24 Eylül 2017 Pazar

SEVGİYLE BAĞLANMAK veya BAĞIMLI OLMAK

     Sigmund FREUD, normal insanı tanımlarken; ’Sevebilen ve üreten insan sağlıklıdır.’ tespitini yapar.

     H.S. SULLİVAN ise ‘‘Sevgi duygusu iki insan arasında kişisel değerlerin karşılıklı olarak tümüyle olumlanıp onaylanmasıdır.’’ görüşünü savunur.

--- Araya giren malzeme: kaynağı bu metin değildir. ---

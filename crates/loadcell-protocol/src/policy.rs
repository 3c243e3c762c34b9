//! Frame Length Policies

use crate::error::ProtocolError;
use crate::wire::{
    DEFAULT_MAX_FRAME_LEN, HEADER_LEN, MAGIC, MAX_ENCODABLE_FRAME_LEN, MIN_FRAME_LEN,
};
use serde::{Deserialize, Serialize};

/// How the total length of a frame is determined once its header is synced
#[derive(Debug, Clone, Copy, PartialEq, Eq, Serialize, Deserialize)]
#[serde(tag = "kind", rename_all = "snake_case")]
pub enum FramePolicy {
    /// Every frame is exactly `len` bytes; byte 3 is not interpreted
    Fixed { len: usize },
    /// Total is `4 + length byte`, falling back to 25 outside `[25, max_len]`
    LengthPrefixed { max_len: usize },
}

impl FramePolicy {
    /// Legacy fixed 25-byte frames
    pub fn fixed() -> Self {
        FramePolicy::Fixed { len: MIN_FRAME_LEN }
    }

    /// Length-prefixed frames up to 64 bytes
    pub fn length_prefixed() -> Self {
        FramePolicy::LengthPrefixed {
            max_len: DEFAULT_MAX_FRAME_LEN,
        }
    }

    /// Check the configured lengths against what the wire can carry
    pub fn validate(&self) -> Result<(), ProtocolError> {
        match *self {
            FramePolicy::Fixed { len } if len < MIN_FRAME_LEN => Err(
                ProtocolError::InvalidPolicy(format!(
                    "fixed frame length {len} is below the minimum of {MIN_FRAME_LEN}"
                )),
            ),
            FramePolicy::LengthPrefixed { max_len }
                if !(MIN_FRAME_LEN..=MAX_ENCODABLE_FRAME_LEN).contains(&max_len) =>
            {
                Err(ProtocolError::InvalidPolicy(format!(
                    "max frame length {max_len} outside [{MIN_FRAME_LEN}, {MAX_ENCODABLE_FRAME_LEN}]"
                )))
            }
            _ => Ok(()),
        }
    }

    /// Bytes that must be buffered from the magic onwards before
    /// [`frame_len`](Self::frame_len) can be evaluated
    pub fn header_len(&self) -> usize {
        match self {
            FramePolicy::Fixed { .. } => MAGIC.len(),
            FramePolicy::LengthPrefixed { .. } => HEADER_LEN,
        }
    }

    /// Total frame bytes for a frame whose length byte is `length_byte`
    pub fn frame_len(&self, length_byte: u8) -> usize {
        match *self {
            FramePolicy::Fixed { len } => len,
            FramePolicy::LengthPrefixed { max_len } => {
                let total = HEADER_LEN + length_byte as usize;
                if (MIN_FRAME_LEN..=max_len).contains(&total) {
                    total
                } else {
                    MIN_FRAME_LEN
                }
            }
        }
    }

    /// Longest frame this policy can produce
    pub fn max_frame_len(&self) -> usize {
        match *self {
            FramePolicy::Fixed { len } => len,
            FramePolicy::LengthPrefixed { max_len } => max_len,
        }
    }
}

impl Default for FramePolicy {
    fn default() -> Self {
        FramePolicy::length_prefixed()
    }
}

#[cfg(test)]
mod tests {
    use super::*;

    #[test]
    fn test_length_prefixed_in_range() {
        let policy = FramePolicy::length_prefixed();
        assert_eq!(policy.frame_len(21), 25);
        assert_eq!(policy.frame_len(40), 44);
        assert_eq!(policy.frame_len(60), 64);
    }

    #[test]
    fn test_length_prefixed_falls_back_to_min() {
        let policy = FramePolicy::length_prefixed();
        assert_eq!(policy.frame_len(0), 25);
        assert_eq!(policy.frame_len(20), 25);
        assert_eq!(policy.frame_len(61), 25);
        assert_eq!(policy.frame_len(0xFF), 25);
    }

    #[test]
    fn test_fixed_ignores_length_byte() {
        let policy = FramePolicy::fixed();
        assert_eq!(policy.frame_len(0), 25);
        assert_eq!(policy.frame_len(60), 25);
        assert_eq!(policy.header_len(), 3);
        assert_eq!(FramePolicy::default().header_len(), 4);
    }

    #[test]
    fn test_validate() {
        assert!(FramePolicy::fixed().validate().is_ok());
        assert!(FramePolicy::length_prefixed().validate().is_ok());
        assert!(FramePolicy::Fixed { len: 24 }.validate().is_err());
        assert!(FramePolicy::LengthPrefixed { max_len: 24 }.validate().is_err());
        assert!(FramePolicy::LengthPrefixed { max_len: 259 }.validate().is_ok());
        assert!(FramePolicy::LengthPrefixed { max_len: 260 }.validate().is_err());
    }

    #[test]
    fn test_serde_tagging() {
        let json = serde_json::to_string(&FramePolicy::length_prefixed()).unwrap();
        assert_eq!(json, r#"{"kind":"length_prefixed","max_len":64}"#);

        let policy: FramePolicy = serde_json::from_str(r#"{"kind":"fixed","len":25}"#).unwrap();
        assert_eq!(policy, FramePolicy::fixed());
    }
}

     Bu anlamda yaşanan gerçek sevgi duygusu insanı özgürleştirir. Sevgiyle özgürleşen insan her hangi bir zorlamaya veya kısıtlamaya bağlı olmaksızın düşünme ve davranma becerisine sahip olur. Bu yaklaşımdan hareketle, sevme becerisinden yoksun ama sadece sevilmeyi arzu eden bir insanın gerçek anlamda özgür olması beklenemez. Böyle biri için, ikili ilişkilerde bağımlılık neredeyse kaçınılmaz olacaktır. Basit bir tanımla bağımlılık; bir insanın başka bir kişinin veya gurubun etkisi ve yönetimi altında bulunmasıdır.  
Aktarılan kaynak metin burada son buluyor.